Republicans happily promote policies to kill these people because they think it serves their political interests. Spinning their followers up about the supposed evils of women's sexual freedom has been the bread and butter of right-wing politics for decades: These women's lives are being sacrificed for conservative propaganda.

It's the same story with all other sexually transmitted infections, especially HIV, which conservatives have long exploited to stigmatize LGBTQ people. And the same story with unwanted pregnancy and childbirth, which is useful to conservatives who want to demagogue about how girls today are a bunch of sluts and feminism is the reason. They need people to get sick and get pregnant against their will, so, with great deliberation, Republicans embraced policies and rhetoric designed to get people to forgo simple prevention measures. They slash funding for sexual health care every chance they get, often redirecting it to groups that will lie to people about the efficacy of contraception. In public schools, health classes across the country have long been forced to distribute anti-contraception propaganda. When the Affordable Care Act included copay-free coverage for contraception — a measure that, as predicted, reduced unintended pregnancy and abortion rates — Republicans lost their minds with rage. And they will lie and lie and lie about the supposed dangers of contraception and other preventive care.

Trump's vice president, Mike Pence, was deeply invested in the spread-disease-and-despair agenda, back when the targets were mostly women and LGBTQ people. In 2002, as a congressman from Indiana, Pence gave an interview where he falsely claimed that "condoms are a very, very poor protection against sexually transmitted diseases." Later, when Pence was governor of Indiana, he gutted the HIV prevention systems in the state. When this predictably led to a surge in HIV transmissions, Pence fought against every effort to curb the infection rate, ensuring that the virus spread for months before he reluctantly did anything about it.

Republicans justify this anti-prevention stance by claiming they promote sexual abstinence. The goal itself is unworthy — the government should not be in the business of pushing anti-sex religious dogma on the public — but, as Pence's experience in Indiana shows, it doesn't even work. All anti-prevention policies do is lead people to have unprotected sex. Abstinence-only programs in high schools are linked with higher teen pregnancy rates. Cutting contraception funding doesn't lead to women forgoing sex, but it does lead to a surge in unintended childbirth. And, as Carpentier's piece shows, replacing life-saving prevention tools like condoms and HPV vaccines with a "just say no" lecture leads to people dying.

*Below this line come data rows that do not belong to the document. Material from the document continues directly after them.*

use std::path::Path;

/// A clean path is relative, forward-slash, and free of `.`/`..` segments.
/// Ownership resolution is only defined for clean paths; everything else
/// resolves to "no owner" rather than erroring.
pub fn is_clean_path(path: &str) -> bool {
    if path.is_empty() || path.starts_with('/') || path.contains('\\') {
        return false;
    }
    path.split('/').all(|segment| {
        !segment.is_empty() && segment != "." && segment != ".."
    })
}

/// Render `path` relative to `root` as a clean forward-slash string.
/// Returns `None` when `path` is not under `root` or is not valid UTF-8.
pub fn relative_to_root(root: &Path, path: &Path) -> Option<String> {
    let relative = path.strip_prefix(root).ok()?;
    let mut rendered = String::new();
    for component in relative.components() {
        let std::path::Component::Normal(segment) = component else {
            return None;
        };
        if !rendered.is_empty() {
            rendered.push('/');
        }
        rendered.push_str(segment.to_str()?);
    }
    if rendered.is_empty() {
        None
    } else {
        Some(rendered)
    }
}

#[cfg(test)]
mod tests {
    use super::*;
    use pretty_assertions::assert_eq;

    #[test]
    fn clean_paths() {
        assert!(is_clean_path("a/b.rb"));
        assert!(is_clean_path("app/services/[test]/file.rb"));
    }

    #[test]
    fn non_clean_paths() {
        assert!(!is_clean_path("./a/b.rb"));
        assert!(!is_clean_path("a/../b.rb"));
        assert!(!is_clean_path("/a/b.rb"));
        assert!(!is_clean_path("a//b.rb"));
        assert!(!is_clean_path(""));
    }

    #[test]
    fn relative_rendering() {
        let root = Path::new("/repo");
        assert_eq!(
            relative_to_root(root, Path::new("/repo/a/b.rb")),
            Some("a/b.rb".to_string())
        );
        assert_eq!(relative_to_root(root, Path::new("/elsewhere/a.rb")), None);
        assert_eq!(relative_to_root(root, Path::new("/repo")), None);
    }
}
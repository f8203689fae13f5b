use ownership_model::Team;
use ownership_resolver::Resolver;

use crate::error::Result;

/// Render the ownership report for one team: everything it owns, grouped by
/// mapper label in precedence order. Globs are listed raw (no `/` anchor, no
/// GitHub slug) since the report is for humans, not GitHub.
pub fn for_team(resolver: &Resolver, team: &Team, files: &[String]) -> Result<String> {
    let mut lines = vec![format!("# Code Ownership Report for `{}` Team", team.name())];

    let mut first_section = true;
    for (label, globs) in resolver.glob_maps(files)? {
        let mut entries: Vec<&str> = globs
            .iter()
            .filter(|(_, owner)| owner.name() == team.name())
            .map(|(glob, _)| glob.as_str())
            .collect();
        if entries.is_empty() {
            continue;
        }
        entries.sort_unstable();

        if !first_section {
            lines.push(String::new());
        }
        first_section = false;

        lines.push(format!("## {label}"));
        for entry in entries {
            lines.push(format!("- {entry}"));
        }
    }

    Ok(lines.join("\n") + "\n")
}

Republicans know this. They have seen the studies. They, like Pence, watched over and over as undermining prevention measures just leads to more disease and unwanted pregnancy. They just keep doing it anyway. After a certain point, it becomes hard to deny that they simply don't care if people are suffering. On the contrary, sexually transmitted diseases and unwanted pregnancies serve the GOP agenda, because all that misery can be exploited for propaganda about the supposed evils of modernity, feminism, and gay rights. Republicans have a long history of hurting people's health to serve a larger political agenda. So of course they were well-prepared to exploit the COVID-19 pandemic and encourage disease transmission for political gain. Anyone who watched Republican responses to sexually transmitted infections and unplanned pregnancy knows this playbook well. The only thing that's changed now is that they're doing it to their own people.